**PROBLEM DETAILS:** Return the opening lines of the material, word for word. End with the line that contains "mapping token codes".

-=-=-=-=-

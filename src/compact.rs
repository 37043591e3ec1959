//! Compact JSON encoding of compiled schemas
//!
//! Compiling a grammar is the expensive part of loading a schema, so a
//! compiled [`Schema`] can be shipped in a compact form and rebuilt without
//! the compiler:
//!
//! ```text
//! [tagNames[], attributeNames[], perElement[typeCode, attributeIndices[], dfa], startIndex?]
//! ```
//!
//! `perElement[i]` declares `tagNames[i]`; names past the last declaration
//! are referenced by content models without being declared. A `dfa` maps
//! state codes (`"S"`, `"E"` or integers) to objects mapping token codes
//! (`"T"` for text, `"E"` for epsilon, or a tag index) to target state
//! codes. An interleave is encoded as an array of such objects.

use indexmap::{IndexMap, IndexSet};
use serde_json::{Map, Value};
use tracing::debug;

use crate::error::{Error, Result};
use crate::validators::ast::Token;
use crate::validators::automaton::{Automaton, Label, State};
use crate::validators::elements::{ElementKind, ElementSchema};
use crate::validators::expressions::Expression;
use crate::validators::schemas::Schema;

const START_CODE: &str = "S";
const END_CODE: &str = "E";
const TEXT_CODE: &str = "T";
const EPSILON_CODE: &str = "E";

/// Encode a schema as a JSON value
pub fn encode(schema: &Schema) -> Value {
    let mut tags: IndexSet<&str> = schema.element_names().collect();
    let mut attributes: IndexSet<&str> = IndexSet::new();
    for element in schema.elements() {
        attributes.extend(element.attributes().iter().map(String::as_str));
        for token in element.expression().allowed_tokens() {
            if let Token::Element(name) = token {
                tags.insert(name.as_str());
            }
        }
    }

    let per_element: Vec<Value> = schema
        .elements()
        .map(|element| {
            let attribute_indices: Vec<Value> = element
                .attributes()
                .iter()
                .filter_map(|name| attributes.get_index_of(name.as_str()))
                .map(Value::from)
                .collect();
            let dfa = match element.expression() {
                Expression::Dfa(expr) => encode_automaton(expr.automaton(), &tags),
                Expression::Interleave(expr) => Value::Array(
                    expr.components()
                        .iter()
                        .map(|automaton| encode_automaton(automaton, &tags))
                        .collect(),
                ),
            };
            Value::Array(vec![
                Value::from(element.kind().code()),
                Value::Array(attribute_indices),
                dfa,
            ])
        })
        .collect();

    let mut encoded = vec![
        Value::Array(tags.iter().map(|t| Value::from(*t)).collect()),
        Value::Array(attributes.iter().map(|a| Value::from(*a)).collect()),
        Value::Array(per_element),
    ];
    if let Some(index) = schema.start().and_then(|start| tags.get_index_of(start)) {
        encoded.push(Value::from(index));
    }
    Value::Array(encoded)
}

/// Encode a schema as a JSON string
pub fn encode_to_string(schema: &Schema, pretty: bool) -> Result<String> {
    let value = encode(schema);
    let json = if pretty {
        serde_json::to_string_pretty(&value)?
    } else {
        serde_json::to_string(&value)?
    };
    Ok(json)
}

/// Decode a schema from a JSON string
pub fn decode(json: &str) -> Result<Schema> {
    let value: Value = serde_json::from_str(json)?;
    decode_value(&value)
}

/// Decode a schema from a JSON value
pub fn decode_value(value: &Value) -> Result<Schema> {
    let parts = as_array(value, "schema")?;
    if parts.len() != 3 && parts.len() != 4 {
        return Err(Error::Decode(format!(
            "schema must have 3 or 4 entries, found {}",
            parts.len()
        )));
    }

    let tags = string_list(&parts[0], "tag names")?;
    let attributes = string_list(&parts[1], "attribute names")?;
    let per_element = as_array(&parts[2], "element list")?;
    if per_element.len() > tags.len() {
        return Err(Error::Decode(format!(
            "{} element declarations for {} tag names",
            per_element.len(),
            tags.len()
        )));
    }

    let mut elements = IndexMap::with_capacity(per_element.len());
    for (index, entry) in per_element.iter().enumerate() {
        let name = &tags[index];
        let element = decode_element(name, entry, &tags, &attributes)
            .map_err(|e| Error::Decode(format!("element '{}': {}", name, decode_message(e))))?;
        elements.insert(name.clone(), element);
    }

    let start = match parts.get(3) {
        Some(Value::Null) | None => None,
        Some(index) => {
            let index = index_into(index, per_element.len(), "start index")?;
            Some(tags[index].clone())
        }
    };

    debug!(elements = elements.len(), "decoded compact schema");
    Ok(Schema::new(elements, start))
}

fn decode_message(error: Error) -> String {
    match error {
        Error::Decode(message) => message,
        other => other.to_string(),
    }
}

fn decode_element(name: &str, entry: &Value, tags: &[String], attributes: &[String]) -> Result<ElementSchema> {
    let fields = as_array(entry, "element")?;
    if fields.len() != 3 {
        return Err(Error::Decode(format!(
            "element entry must have 3 fields, found {}",
            fields.len()
        )));
    }

    let code = fields[0]
        .as_u64()
        .ok_or_else(|| Error::Decode("type code must be an integer".to_string()))?;
    let kind = ElementKind::from_code(code)
        .ok_or_else(|| Error::Decode(format!("unknown type code {}", code)))?;

    let mut allowed = IndexSet::new();
    for index in as_array(&fields[1], "attribute indices")? {
        let index = index_into(index, attributes.len(), "attribute index")?;
        allowed.insert(attributes[index].clone());
    }

    let expr = match &fields[2] {
        Value::Array(components) => Expression::interleave(
            components
                .iter()
                .map(|dfa| decode_automaton(dfa, tags))
                .collect::<Result<Vec<_>>>()?,
        ),
        dfa => Expression::dfa(decode_automaton(dfa, tags)?),
    };

    Ok(ElementSchema::new(name, kind, allowed, expr))
}

fn encode_automaton(automaton: &Automaton, tags: &IndexSet<&str>) -> Value {
    let mut numbering: IndexMap<State, usize> = IndexMap::new();
    for state in automaton.states() {
        if let State::Id(_) = state {
            let next = numbering.len();
            numbering.entry(state).or_insert(next);
        }
    }
    let state_code = |state: State| -> Value {
        match state {
            State::Start => Value::from(START_CODE),
            State::End => Value::from(END_CODE),
            State::Id(_) => Value::from(numbering.get(&state).copied().unwrap_or_default()),
        }
    };
    let key = |state: State| -> String {
        match state_code(state) {
            Value::String(s) => s,
            other => other.to_string(),
        }
    };

    let mut table = Map::new();
    for (from, edges) in automaton.transitions() {
        let mut row = Map::new();
        for (label, to) in edges {
            let code = match label {
                Label::Epsilon => EPSILON_CODE.to_string(),
                Label::Token(Token::Text) => TEXT_CODE.to_string(),
                Label::Token(Token::Element(name)) => match tags.get_index_of(name.as_str()) {
                    Some(index) => index.to_string(),
                    None => continue,
                },
            };
            row.insert(code, state_code(*to));
        }
        table.insert(key(*from), Value::Object(row));
    }
    Value::Object(table)
}

fn decode_automaton(value: &Value, tags: &[String]) -> Result<Automaton> {
    let table = value
        .as_object()
        .ok_or_else(|| Error::Decode("automaton must be an object".to_string()))?;

    let mut automaton = Automaton::new();
    for (from, row) in table {
        let from = decode_state(from)?;
        let row = row
            .as_object()
            .ok_or_else(|| Error::Decode(format!("transitions of {} must be an object", from)))?;
        for (code, target) in row {
            let label = match code.as_str() {
                EPSILON_CODE => Label::Epsilon,
                TEXT_CODE => Label::Token(Token::Text),
                index => {
                    let index: usize = index
                        .parse()
                        .map_err(|_| Error::Decode(format!("invalid token code '{}'", index)))?;
                    let name = tags
                        .get(index)
                        .ok_or_else(|| Error::Decode(format!("token code {} out of range", index)))?;
                    Label::Token(Token::element(name.as_str()))
                }
            };
            let target = match target {
                Value::String(code) => decode_state(code)?,
                Value::Number(n) => n
                    .as_u64()
                    .and_then(|id| u32::try_from(id).ok())
                    .map(State::Id)
                    .ok_or_else(|| Error::Decode(format!("invalid state code {}", n)))?,
                other => return Err(Error::Decode(format!("invalid state code {}", other))),
            };
            automaton.insert(from, label, target);
        }
    }

    let problems = automaton.check_invariants();
    if !problems.is_empty() {
        return Err(Error::Decode(format!(
            "malformed automaton: {}",
            problems.join("; ")
        )));
    }
    Ok(automaton)
}

fn decode_state(code: &str) -> Result<State> {
    match code {
        START_CODE => Ok(State::Start),
        END_CODE => Ok(State::End),
        id => id
            .parse::<u32>()
            .map(State::Id)
            .map_err(|_| Error::Decode(format!("invalid state code '{}'", id))),
    }
}

fn as_array<'v>(value: &'v Value, what: &str) -> Result<&'v Vec<Value>> {
    value
        .as_array()
        .ok_or_else(|| Error::Decode(format!("{} must be an array", what)))
}

fn string_list(value: &Value, what: &str) -> Result<Vec<String>> {
    as_array(value, what)?
        .iter()
        .map(|v| {
            v.as_str()
                .map(str::to_string)
                .ok_or_else(|| Error::Decode(format!("{} must be strings", what)))
        })
        .collect()
}

fn index_into(value: &Value, len: usize, what: &str) -> Result<usize> {
    value
        .as_u64()
        .and_then(|i| usize::try_from(i).ok())
        .filter(|i| *i < len)
        .ok_or_else(|| Error::Decode(format!("{} {} out of range", what, value)))
}

#[cfg(test)]
mod tests {
    use super::*;
    use crate::limits::Limits;
    use crate::validators::ast::Pattern;
    use crate::validators::schemas::{ElementDecl, Grammar};
    use serde_json::json;

    fn schema() -> Schema {
        let grammar = Grammar::new()
            .start("doc")
            .element(
                "doc",
                ElementDecl::new(Pattern::sequence(vec![
                    Pattern::token("title"),
                    Pattern::optional(Pattern::text()),
                ]))
                .with_attributes(["id"]),
            )
            .element("title", ElementDecl::new(Pattern::kleene(Pattern::token("em"))))
            .element(
                "meta",
                ElementDecl::new(Pattern::interleave(vec![Pattern::token("a"), Pattern::token("b")])),
            );
        Schema::from_grammar(&grammar, Limits::default()).unwrap()
    }

    #[test]
    fn test_encode_layout() {
        let encoded = encode(&schema());
        assert_eq!(encoded[0], json!(["doc", "title", "meta", "em", "a", "b"]));
        assert_eq!(encoded[1], json!(["id"]));
        assert_eq!(encoded[2][0][0], json!(2));
        assert_eq!(encoded[2][0][1], json!([0]));
        assert_eq!(encoded[2][0][2]["S"]["1"], json!(0));
        assert_eq!(encoded[2][0][2]["0"]["T"], json!("E"));
        assert_eq!(encoded[2][0][2]["0"]["E"], json!("E"));
        assert!(encoded[2][2][2].is_array());
        assert_eq!(encoded[3], json!(0));
    }

    #[test]
    fn test_decode_hand_written() {
        // (item, #text?)
        let value = json!([
            ["list", "item"],
            ["n"],
            [[1, [0], {"S": {"1": 0}, "0": {"T": "E", "E": "E"}}]]
        ]);
        let schema = decode_value(&value).unwrap();
        let list = schema.element_schema("list").unwrap();
        assert_eq!(list.kind(), ElementKind::Element);
        assert!(list.has_attribute("n"));
        assert!(list.expression().accepts(&[Token::element("item")]));
        assert!(list.expression().accepts(&[Token::element("item"), Token::Text]));
        assert!(!list.expression().accepts(&[Token::Text]));
        assert!(schema.element_schema("item").is_none());
        assert_eq!(schema.start(), None);
    }

    #[test]
    fn test_decode_rejects_malformed() {
        let cases = [
            json!({"tags": []}),
            json!([["a"], [], [[9, [], {"S": {"E": "E"}}]]]),
            json!([["a"], [], [[0, [3], {"S": {"E": "E"}}]]]),
            json!([["a"], [], [[0, [], {"S": {"7": "E"}}]]]),
            json!([["a"], [], [[0, [], {"S": {"0": "S"}}]]]),
            json!([["a"], [], [[0, [], {"S": {"E": "E"}}]], 4]),
            json!([["a"], [], [[0, [], {"X": {"E": "E"}}]]]),
        ];
        for case in cases {
            assert!(
                matches!(decode_value(&case), Err(Error::Decode(_))),
                "accepted {}",
                case
            );
        }
    }

    #[test]
    fn test_round_trip_preserves_behaviour() {
        let original = schema();
        let json = encode_to_string(&original, false).unwrap();
        let decoded = decode(&json).unwrap();

        assert_eq!(decoded.start(), Some("doc"));
        assert_eq!(decoded.len(), original.len());
        let samples: [&[Token]; 4] = [
            &[Token::element("title")],
            &[Token::element("title"), Token::Text],
            &[Token::element("em"), Token::element("em")],
            &[Token::element("b"), Token::element("a")],
        ];
        for element in original.elements() {
            let copy = decoded.element_schema(element.name()).unwrap();
            assert_eq!(copy.kind(), element.kind());
            assert_eq!(copy.attributes(), element.attributes());
            for sample in samples {
                assert_eq!(
                    copy.expression().accepts(sample),
                    element.expression().accepts(sample)
                );
            }
        }
    }
}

-=-=-=-=-

**SOLUTION TO THE PROBLEM:**
filename src/compact.rs
repository 37043591e3ec1959
//! Compact JSON encoding of compiled schemas
//!
//! Compiling a grammar is the expensive part of loading a schema, so a
//! compiled [`Schema`] can be shipped in a compact form and rebuilt without
//! the compiler:
//!
//! ```text
//! [tagNames[], attributeNames[], perElement[typeCode, attributeIndices[], dfa], startIndex?]
//! ```
//!
//! `perElement[i]` declares `tagNames[i]`; names past the last declaration
//! are referenced by content models without being declared. A `dfa` maps
//! state codes (`"S"`, `"E"` or integers) to objects mapping token codes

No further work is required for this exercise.